I'm constantly amazed how this AGI/monopoly narrative can be kept up so long in the West, it just doesn't make sense (unless the state creates said monopoly by forbidding competition).
aurareturn28 minutes ago
There is clearly a moat - or Claude Code wouldn't be generating over $10b in ARR every single month.
piker24 minutes ago
That's not what "moat" means. Claude Code has a castle. A "moat" is meant to protect the castle from invaders. It would be things like high switching costs, proprietary formats, network effects, etc. that aren't there.
In other comments people mention the "flywheel" of data and money feeding training, but there's a view that at some point the baseline open-weight models are "good enough" that the money will dry up.
aurareturn20 minutes ago
baseline open-weight models are "good enough" that the money will dry up.
I take a different view. Open-weight models aren't going to be free forever. At some point, open weight model labs will also have to make money.My guess is that the industry will consolidate. The winners will absorb the losers and focus on generating revenue.
Therefore, there will be a growing gap between open and free models and the proprietary SOTA models.
vidarh10 minutes ago
What the open-weight labs have shown is that you can go from nothing to competing with SOTA models at a tiny fraction of the cost for the SOTA models.

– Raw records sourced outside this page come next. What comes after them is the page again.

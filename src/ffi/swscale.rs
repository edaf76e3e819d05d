//! libswscale function declarations
//!
//! Provides pixel format conversion into the packed 4:2:0 layout we hand out.

use super::types::*;
use std::os::raw::c_int;

unsafe extern "C" {
  // ========================================================================
  // Context Management
  // ========================================================================

  /// Allocate and return an SwsContext
  ///
  /// # Arguments
  /// * `srcW` - Source width
  /// * `srcH` - Source height
  /// * `srcFormat` - Source pixel format
  /// * `dstW` - Destination width
  /// * `dstH` - Destination height
  /// * `dstFormat` - Destination pixel format
  /// * `flags` - Scaling algorithm flags (SWS_*)
  /// * `srcFilter` - Source filter (NULL for none)
  /// * `dstFilter` - Destination filter (NULL for none)
  /// * `param` - Extra parameters for scaling algorithm (NULL for defaults)
  pub fn sws_getContext(
    srcW: c_int,
    srcH: c_int,
    srcFormat: c_int,
    dstW: c_int,
    dstH: c_int,
    dstFormat: c_int,
    flags: c_int,
    srcFilter: *mut SwsFilter,
    dstFilter: *mut SwsFilter,
    param: *const f64,
  ) -> *mut SwsContext;

  /// Free the swscaler context
  pub fn sws_freeContext(swsContext: *mut SwsContext);

  // ========================================================================
  // Scaling Operations
  // ========================================================================

  /// Scale the image slice in srcSlice and put the resulting scaled
  /// slice in the image in dst
  ///
  /// # Returns
  /// Height of the output slice
  pub fn sws_scale(
    c: *mut SwsContext,
    srcSlice: *const *const u8,
    srcStride: *const c_int,
    srcSliceY: c_int,
    srcSliceH: c_int,
    dst: *const *mut u8,
    dstStride: *const c_int,
  ) -> c_int;

  // ========================================================================
  // Format Support
  // ========================================================================

  /// Check if a pixel format is supported as input
  pub fn sws_isSupportedInput(pix_fmt: c_int) -> c_int;
}

// ============================================================================
// Scaling Algorithm Flags
// ============================================================================

/// Bilinear scaling
pub const SWS_BILINEAR: c_int = 2;

// ============================================================================
// Helper Functions
// ============================================================================

/// Check if a raw pixel format can be used as input
pub fn is_input_supported(format: c_int) -> bool {
  unsafe { sws_isSupportedInput(format) != 0 }
}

If there is consolidation by absorption, that derisks attempting to challenge the SOTA providers, and so they will keep facing attempts.
aswegs819 minutes ago
That's definitely a moat. Being able to generate ARR every month.
libertine34 minutes ago
Out of those 3, only Google seems to be in the position to reach that kind of profit levels due to distribution and advertising.
Claude is kicking ass in the niche of coding and processes.

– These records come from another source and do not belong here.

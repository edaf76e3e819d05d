//! The three bridges and the memory-marshaling pieces they share.
//!
//! Everything here is pure Rust. Native services plug in through the
//! backend traits each bridge defines.

pub mod audio;
pub mod avc;
pub mod capture;
pub mod plane;
pub mod rendezvous;
pub mod sps;

pub use audio::{
    decode_audio, AacFormat, AudioConverter, AudioConverterBackend, ConvertStatus, DecodeRequest,
    PacketSource, PcmBuffer, PcmFormat,
};
pub use avc::{AvcDecodeSession, AvcDecodeStats, FormatDescription, VideoDecoder, VideoDecoderBackend};
pub use capture::{
    CaptureBackend, CaptureDevice, CaptureSession, CaptureStats, FrameObserver, Geometry,
    SampleBuffer,
};
pub use plane::{copy_plane, packed_420_size, PixelBuffer, PixelFormat, Plane};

1 trillion is a lot of money for something that's not differentiated and protected in a massive market.
Does it look like OpenAI has that in place?
Cuban thinks they don't, and won't.
aurareturn30 minutes ago
I wrote about how I think OpenAI is going to kill it in advertisements here: https://news.ycombinator.com/item?id=46087109
Claude is kicking ass in coding but it seems like Codex is catching up fast. Claude Code's PR has taken a hit recently due to the lack of compute forcing Anthropic to dumb down the models. Codex has been gaining momentum.

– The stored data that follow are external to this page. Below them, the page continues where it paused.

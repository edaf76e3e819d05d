//! libavformat function declarations
//!
//! Provides demuxing for capture devices opened through libavdevice.

use super::types::*;
use std::os::raw::{c_char, c_int};

// ============================================================================
// Opaque Types (format-specific)
// ============================================================================

/// Opaque AVFormatContext structure (demuxer context)
#[repr(C)]
pub struct AVFormatContext {
  _opaque: [u8; 0],
  _marker: std::marker::PhantomData<(*mut u8, std::marker::PhantomPinned)>,
}

/// Opaque AVInputFormat structure (input format or device descriptor)
#[repr(C)]
pub struct AVInputFormat {
  _opaque: [u8; 0],
  _marker: std::marker::PhantomData<(*mut u8, std::marker::PhantomPinned)>,
}

/// Opaque AVStream structure (stream within an input)
#[repr(C)]
pub struct AVStream {
  _opaque: [u8; 0],
  _marker: std::marker::PhantomData<(*mut u8, std::marker::PhantomPinned)>,
}

/// Opaque AVCodecParameters structure (stream codec parameters)
#[repr(C)]
pub struct AVCodecParameters {
  _opaque: [u8; 0],
  _marker: std::marker::PhantomData<(*mut u8, std::marker::PhantomPinned)>,
}

unsafe extern "C" {
  // ========================================================================
  // Input Formats
  // ========================================================================

  /// Find an input format (or device) by short name, e.g. "v4l2"
  pub fn av_find_input_format(short_name: *const c_char) -> *const AVInputFormat;

  /// Allocate an empty AVFormatContext, so flags can be set before opening
  pub fn avformat_alloc_context() -> *mut AVFormatContext;

  // ========================================================================
  // Demuxing
  // ========================================================================

  /// Open an input and read its header
  ///
  /// # Arguments
  /// * `ps` - Pointer to user-supplied AVFormatContext (may point to NULL)
  /// * `url` - Device or file name to open
  /// * `fmt` - Force a specific input format (NULL to autodetect)
  /// * `options` - Demuxer private options; consumed entries are removed
  ///
  /// # Returns
  /// * 0 on success
  /// * Negative AVERROR on error; a user-supplied context is freed
  pub fn avformat_open_input(
    ps: *mut *mut AVFormatContext,
    url: *const c_char,
    fmt: *const AVInputFormat,
    options: *mut *mut AVDictionary,
  ) -> c_int;

  /// Close an opened input AVFormatContext
  ///
  /// Frees the context and all its contents and sets *s to NULL.
  pub fn avformat_close_input(s: *mut *mut AVFormatContext);

  /// Read packets to get stream information
  pub fn avformat_find_stream_info(
    ic: *mut AVFormatContext,
    options: *mut *mut AVDictionary,
  ) -> c_int;

  /// Find the "best" stream of a media type
  ///
  /// # Returns
  /// * >= 0 on success (stream index)
  /// * AVERROR_STREAM_NOT_FOUND if not found
  pub fn av_find_best_stream(
    ic: *mut AVFormatContext,
    type_: c_int,
    wanted_stream_nb: c_int,
    related_stream: c_int,
    decoder_ret: *mut *const AVCodec,
    flags: c_int,
  ) -> c_int;

  /// Return the next packet of the input
  ///
  /// # Returns
  /// * 0 on success
  /// * AVERROR(EAGAIN) when a device has nothing ready yet
  /// * AVERROR_EOF or another negative value on end or error
  pub fn av_read_frame(s: *mut AVFormatContext, pkt: *mut AVPacket) -> c_int;
}

// ============================================================================
// Constants
// ============================================================================

/// Media types
pub mod media_type {
  use std::os::raw::c_int;

  pub const UNKNOWN: c_int = -1;
  pub const VIDEO: c_int = 0;
  pub const AUDIO: c_int = 1;
}

/// AVFormatContext.flags
pub mod format_flag {
  use std::os::raw::c_int;

  /// Reads return AVERROR(EAGAIN) instead of waiting for the device
  pub const NONBLOCK: c_int = 0x0004;
}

Chip manufacturing aren't really differentiated either - it didn't stop TSMC from becoming the monopoly for high end chip nodes, capturing 90%+ of the advanced chip market. The reason they have is because Rock's Law makes it too expensive to build the next node unless you've generated enough revenue from the current node. I don't see why it isn't the same for SOTA models.
rwmj9 minutes ago
Chip manufacturing is insanely hard, it requires know-how, that's the moat. It's not money, otherwise the EU and China would have leading edge fabs.
Machine learning has no real moat. There's no network effect, it's not hard (you can just throw money at the problem). It's not data, because we have an existence proof that general intelligence can be trained by a few humans and a shelf full of books. The compute to do it is generally available. As soon as one organization releases open weights, everyone can use it immediately, even on modest local hardware.
jqpabc12339 minutes ago
aurareturn38 minutes ago
This is a 5 year pledge - likely based on hitting revenue goals and not just using investor money.
feverzsj21 minutes ago
Why should they return your money if it's a Ponzi scheme?
jqpabc123an hour ago
In my experience, Cuban is generally pretty good at stripping away the stupidity and BS.
rwmj36 minutes ago
He's stating the obvious, but perhaps it needed to be said.
aurareturn37 minutes ago
Sometimes he is the stupidity and BS.